Hence the importance of getting the Apaches back over the battlefield. They were an important part of 10th Mountain’s firepower.

“Sir, Mango reports the baldricks are moving to attack them. Should we divert artillery support from Pumpkin?”

Petraeus thought for a second. “Negative. Keep battering the troops attacking Pumpkin. We can destroy that attack fastest, then we can thin out Pumpkin’s positions and shift forces to support Mango.” 10th Mountain had its artillery and that would have to do. The 25th Mech and 4th Infantry Division’s artillery was concentrating on the baldricks assaulting Petraeus’s left, over 100 Paladin self-propelled 155s and 60 MLRS launchers. The sheer volume of fire they were pouring into the advancing baldricks was enough to stop even an Army from hell. Or so Petraeus hoped.

“Gee Sir, will you look at that!”

The Marine’s voice had lost its dispassionate inflexion. In the middle of one surging mass of baldrick infantry, pinned up against the wire, was a single jet black figure that towered above the rest, mounted on a rhinolobster that dwarfed the others.

“I guess he must be important.” Petraeus raised his voice slightly and addressed the fire direction center. “Put an MLRS battery on to that location soonest.”

Front Line, Army of Abigor, Western Iraq.

Abigor saw his infantry surging against the river of silver threads that strung across the battlefield. Some of his demons had tried to grab the threads with their hands, only to scream in anguish as the razor edges bit through their flesh to the bones. Others had tried to force their way in through the coils, only to become entangled and slowly sliced apart. The momentum of the attack was broken and all the time the shrieking howls of the enemy magic drowned out any attempt at thought. The infantry had to get through the threads, there was no other choice.

He saw the answer over his shoulder, on their way through to the threads, they had crossed a field covered with bars that exploded when a demon stepped on them. Many of them had been killed and their mutilated corpses littered the ground. Others writhed in pain from the traumatic amputations the bars had caused. Yet, Abigor thought, even the dead and the half-dead could still serve him. “Get those bodies. Throw them on the threads and use them as a bridge.”

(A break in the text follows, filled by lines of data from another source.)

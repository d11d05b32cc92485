//! Range and format checks for loaded settings.

use crate::config::error::ConfigError;
use crate::config::settings::{
    ClientSettings, FileSettings, LoggerSettings, ServerConfig, Settings, WebhookSettings,
};

/// Valid log levels
pub const VALID_LOG_LEVELS: &[&str] = &["trace", "debug", "info", "warn", "error"];

/// Valid log formats
pub const VALID_LOG_FORMATS: &[&str] = &["full", "compact", "json"];

impl ServerConfig {
    /// - Port must be between 1 and 65535
    /// - Request timeout must be greater than 0
    pub fn validate(&self) -> Result<(), ConfigError> {
        if self.host.trim().is_empty() {
            return Err(ConfigError::validation("server.host", "host must not be empty"));
        }

        if self.port == 0 {
            return Err(ConfigError::validation(
                "server.port",
                "port must be between 1 and 65535",
            ));
        }

        if self.request_timeout == 0 {
            return Err(ConfigError::validation(
                "server.request_timeout",
                "request timeout must be greater than 0 seconds",
            ));
        }

        Ok(())
    }
}

impl ClientSettings {
    /// - Base URL, when set, must be an http(s) URL
    /// - Timeout must be greater than 0
    pub fn validate(&self) -> Result<(), ConfigError> {
        if let Some(url) = &self.base_url
            && !(url.starts_with("https://") || url.starts_with("http://"))
        {
            return Err(ConfigError::validation(
                "client.base_url",
                format!("'{url}' is not an http(s) URL"),
            ));
        }

        if self.timeout == 0 {
            return Err(ConfigError::validation(
                "client.timeout",
                "timeout must be greater than 0 seconds",
            ));
        }

        Ok(())
    }
}

impl WebhookSettings {
    /// - Path must start with `/`
    /// - At least one article must be retained
    pub fn validate(&self) -> Result<(), ConfigError> {
        if !self.path.starts_with('/') {
            return Err(ConfigError::validation(
                "webhook.path",
                format!("'{}' must start with '/'", self.path),
            ));
        }

        if self.max_articles == 0 {
            return Err(ConfigError::validation(
                "webhook.max_articles",
                "max_articles must be greater than 0",
            ));
        }

        Ok(())
    }
}

impl FileSettings {
    fn validate(&self) -> Result<(), ConfigError> {
        if self.enabled && self.path.trim().is_empty() {
            return Err(ConfigError::validation(
                "logger.file.path",
                "path is required when file logging is enabled",
            ));
        }

        if !VALID_LOG_FORMATS.contains(&self.format.to_lowercase().as_str()) {
            return Err(ConfigError::validation(
                "logger.file.format",
                format!(
                    "invalid log format '{}', valid formats are: {}",
                    self.format,
                    VALID_LOG_FORMATS.join(", ")
                ),
            ));
        }

        Ok(())
    }
}

impl LoggerSettings {
    pub fn validate(&self) -> Result<(), ConfigError> {
        if !VALID_LOG_LEVELS.contains(&self.level.to_lowercase().as_str()) {
            return Err(ConfigError::validation(
                "logger.level",
                format!(
                    "invalid log level '{}', valid levels are: {}",
                    self.level,
                    VALID_LOG_LEVELS.join(", ")
                ),
            ));
        }

        if !self.console.enabled && !self.file.enabled {
            return Err(ConfigError::validation(
                "logger",
                "at least one output (console or file) must be enabled",
            ));
        }

        self.file.validate()
    }
}

impl Settings {
    /// Validates every section, returning the first error found.
    pub fn validate(&self) -> Result<(), ConfigError> {
        self.server.validate()?;
        self.client.validate()?;
        self.webhook.validate()?;
        self.logger.validate()?;
        Ok(())
    }
}

#[cfg(test)]
mod tests {
    use super::*;
    use crate::config::settings::ConsoleSettings;

    #[test]
    fn test_default_settings_are_valid() {
        assert!(Settings::default().validate().is_ok());
    }

    #[test]
    fn test_server_validation() {
        let mut server = ServerConfig::default();
        server.port = 0;
        assert_eq!(server.validate().unwrap_err().field(), Some("server.port"));

        let mut server = ServerConfig::default();
        server.request_timeout = 0;
        assert_eq!(
            server.validate().unwrap_err().field(),
            Some("server.request_timeout")
        );

        let mut server = ServerConfig::default();
        server.host = " ".to_string();
        assert_eq!(server.validate().unwrap_err().field(), Some("server.host"));
    }

    #[test]
    fn test_client_validation() {
        let mut client = ClientSettings::default();
        client.base_url = Some("ftp://example.com".to_string());
        assert_eq!(client.validate().unwrap_err().field(), Some("client.base_url"));

        client.base_url = Some("http://localhost:8080".to_string());
        assert!(client.validate().is_ok());

        client.timeout = 0;
        assert_eq!(client.validate().unwrap_err().field(), Some("client.timeout"));
    }

    #[test]
    fn test_webhook_validation() {
        let mut webhook = WebhookSettings::default();
        webhook.path = "webhook".to_string();
        assert_eq!(webhook.validate().unwrap_err().field(), Some("webhook.path"));

        let mut webhook = WebhookSettings::default();
        webhook.max_articles = 0;
        assert_eq!(
            webhook.validate().unwrap_err().field(),
            Some("webhook.max_articles")
        );
    }

    #[test]
    fn test_logger_validation() {
        let mut logger = LoggerSettings::default();
        logger.level = "verbose".to_string();
        assert_eq!(logger.validate().unwrap_err().field(), Some("logger.level"));

        let mut logger = LoggerSettings::default();
        logger.level = "DEBUG".to_string();
        assert!(logger.validate().is_ok());

        let mut logger = LoggerSettings::default();
        logger.file.format = "yaml".to_string();
        assert_eq!(
            logger.validate().unwrap_err().field(),
            Some("logger.file.format")
        );

        let mut logger = LoggerSettings::default();
        logger.file.enabled = true;
        logger.file.path = String::new();
        assert_eq!(logger.validate().unwrap_err().field(), Some("logger.file.path"));

        let mut logger = LoggerSettings::default();
        logger.console = ConsoleSettings {
            enabled: false,
            colored: false,
        };
        assert_eq!(logger.validate().unwrap_err().field(), Some("logger"));
    }
}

The noise was too great for his words to carry far but some heard and started to collect bodies and throw them on top of the coils of threads. Others saw what was happening, understood and copied them. Soon the wire was sagging under the weight and the first of the demon infantry was running across, clear of the wire and into the open ground beyond.

“Sire, there are problems on our left!” One of the lesser demons, a legion commander by the look of him, carried the message but could barely make himself heard.

The left, Abigor thought, ten minutes fast ride away. He had better get there and find out what was happening. “Take over here, keep driving them forward.” Then, he turned his Great Beast’s head and started the ride up to his left flank. This was a problem he hadn’t thought of, in the traditional formation he could see all of his forces, in this new style of attack, he could see only a small portion of the battle at any one time. He was spending all his time running from one crisis to the next, trying to solve each one before it became a major problem. Time he should have been spending in finding the enemy commander so Abigor could have the pleasure of killing him.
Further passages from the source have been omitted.